I don't know why I would have expected anything different.
The first thought I had as I began watching, noting the excruciating heavy-handed gaucheness on display, was to wonder if this was a film from The Asylum. There is no effort to attain the slightest measure of authenticity. "Newspaper clippings" are obviously Microsoft Word documents printed on standard 8.5" by 11" paper. Performances are either direly over the top, with much chewing of scenery - or utterly bored and disinterested, clearly not at all invested in the schlock that is providing the actors' paychecks. There is no middle ground. There is no subtlety to be found at any point, least of all as the screenplay makes astounding leaps across a veritable multiverse of hodgepodge plot ideas that make no sense. If there are connective threads between scenes, characters, or story beats, then they are invisible and intangible.
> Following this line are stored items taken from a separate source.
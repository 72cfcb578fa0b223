use crate::events::{LifecycleState, Theme};
use crate::ui::Palette;
use ratatui::{
    buffer::Buffer,
    layout::Rect,
    style::{Modifier, Style},
    text::{Line, Span},
    widgets::Widget,
};
use std::time::{Duration, Instant};

/// How long a notice stays in the status line
const NOTICE_TTL: Duration = Duration::from_secs(4);

const SPINNER: [&str; 4] = [".", "..", "...", "   "];

#[derive(Debug, Clone)]
struct Notice {
    text: String,
    is_error: bool,
    shown_at: Instant,
}

/// One-line status bar under the composer
#[derive(Debug, Clone)]
pub struct StatusLine {
    state: LifecycleState,
    theme: Theme,
    attachment: Option<String>,
    notice: Option<Notice>,
    frame: usize,
}

impl StatusLine {
    pub fn new(theme: Theme) -> Self {
        Self {
            state: LifecycleState::Idle,
            theme,
            attachment: None,
            notice: None,
            frame: 0,
        }
    }

    pub fn set_state(&mut self, state: LifecycleState) {
        self.state = state;
    }

    pub fn set_theme(&mut self, theme: Theme) {
        self.theme = theme;
    }

    pub fn set_attachment(&mut self, summary: Option<String>) {
        self.attachment = summary;
    }

    pub fn info(&mut self, text: impl Into<String>) {
        self.notice = Some(Notice {
            text: text.into(),
            is_error: false,
            shown_at: Instant::now(),
        });
    }

    pub fn error(&mut self, text: impl Into<String>) {
        self.notice = Some(Notice {
            text: text.into(),
            is_error: true,
            shown_at: Instant::now(),
        });
    }

    pub fn notice(&self) -> Option<&str> {
        self.notice.as_ref().map(|notice| notice.text.as_str())
    }

    /// Advance the busy animation and expire old notices
    pub fn tick(&mut self) {
        if self.state.is_busy() {
            self.frame = self.frame.wrapping_add(1);
        }
        if self
            .notice
            .as_ref()
            .is_some_and(|notice| notice.shown_at.elapsed() >= NOTICE_TTL)
        {
            self.notice = None;
        }
    }

    fn state_span(&self, palette: &Palette) -> Span<'static> {
        let dots = SPINNER[(self.frame / 3) % SPINNER.len()];
        match self.state {
            LifecycleState::Idle => Span::styled("● Ready", Style::default().fg(palette.model)),
            LifecycleState::Pending => Span::styled(
                format!("◌ Waiting for Gemini{dots}"),
                Style::default().fg(palette.accent),
            ),
            LifecycleState::Revealing => Span::styled(
                format!("◍ Replying{dots}"),
                Style::default().fg(palette.accent),
            ),
        }
    }

    pub fn render_with(&self, palette: &Palette, area: Rect, buf: &mut Buffer) {
        let muted = Style::default().fg(palette.muted);
        let mut spans = vec![Span::raw(" "), self.state_span(palette)];

        if let Some(attachment) = &self.attachment {
            spans.push(Span::styled("  │  ", muted));
            spans.push(Span::styled(attachment.clone(), Style::default().fg(palette.text)));
        }

        spans.push(Span::styled("  │  ", muted));
        spans.push(Span::styled(format!("{} theme", self.theme.display_name()), muted));

        if let Some(notice) = &self.notice {
            let style = if notice.is_error {
                Style::default().fg(palette.error).add_modifier(Modifier::BOLD)
            } else {
                Style::default().fg(palette.text)
            };
            spans.push(Span::styled("  │  ", muted));
            spans.push(Span::styled(notice.text.clone(), style));
        }

        buf.set_line(area.x, area.y, &Line::from(spans), area.width);
    }
}

impl Widget for &StatusLine {
    fn render(self, area: Rect, buf: &mut Buffer) {
        self.render_with(&Palette::for_theme(self.theme), area, buf);
    }
}
pub mod conversation;

use crate::events::Theme;
use ratatui::style::Color;

/// Colors for one theme
#[derive(Debug, Clone, Copy, PartialEq, Eq)]
pub struct Palette {
    pub background: Color,
    pub text: Color,
    pub muted: Color,
    pub user: Color,
    pub model: Color,
    pub error: Color,
    pub accent: Color,
}

impl Palette {
    pub fn for_theme(theme: Theme) -> Self {
        match theme {
            Theme::Dark => Palette {
                background: Color::Reset,
                text: Color::White,
                muted: Color::DarkGray,
                user: Color::Cyan,
                model: Color::Green,
                error: Color::Rgb(0xd6, 0x29, 0x39),
                accent: Color::Blue,
            },
            Theme::Light => Palette {
                background: Color::Rgb(0xf5, 0xf5, 0xf5),
                text: Color::Black,
                muted: Color::Gray,
                user: Color::Blue,
                model: Color::Rgb(0x1a, 0x73, 0x3c),
                error: Color::Rgb(0xd6, 0x29, 0x39),
                accent: Color::Magenta,
            },
        }
    }
}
Then I noted the utterly terrible production values with lighting and image quality so glaring as to nearly be painful to the eyes. And with that, the second thought I had as I began watching was that this is clearly too low-budget, too poorly conceived, and too thoughtlessly rendered to be an Asylum feature. I take one glance at the other pictures with which "Justice for All Productions" has been involved, and I recognize garbage so foul that cockroaches would abstain, and other titles with a premise so plainly dubious that I'm given no reason to think they're any less rotten. Dialogue is tortuous to behold as a viewer, and characters are as thin as split hairs and strain credulity beyond all comprehension. Scene writing and the overall narrative are abhorrent - disjointed, nonsensical, written and executed with no care or mindfulness at all, and obliterating suspension of disbelief. Direction, editing, effects, camerawork, music - nothing here is spared from what may well be the very worst storytelling and film-making I've ever seen.
I wish I could say I were exaggerating. But the third thought I had as I began watching was that the "miracle" we actually need is for this film to be erased from existence - to have never been in the first place. It is wholly putrid, bereft of worth or value. It's the sort of production that makes Eric Roberts seem like a paragon of acting expertise compared to his co-stars, or even compared to the apparent equivalent skill level of the crew, the writers, or the director. It's the sort of production that makes one wish all contributors would be blacklisted and genuinely forbidden from ever having a hand in cinema ever again.
And I had all these thoughts within only the first 10 minutes. It only ever got worse.
To call 'A karate Christmas miracle' an abomination is probably a disservice to other miscellanea that may share the word or its derivatives in their name (e.g. 'The abominable Dr. Phibes,' "the Abominable Snowman," or Bill Nighy's delivery of the word "abomination" in the 2003 action-horror film 'Underworld'). I can think of no pejoratives with which to describe this title that wouldn't in the same breath, by association, insult something else described with the same word. I've seen too many movies that quickly impressed as below the bottom of the barrel of cinematic putrescence, and still this somehow manages to dig deeper still. There is no reason to watch this - there never has been, and there never will be.
Anyone who makes the unfortunate mistake of watching 'A karate Christmas miracle' should be generously compensated for the arduous labor of the experience. The fact that such a transaction will never happen certainly cements the fact that this should never be viewed by anyone.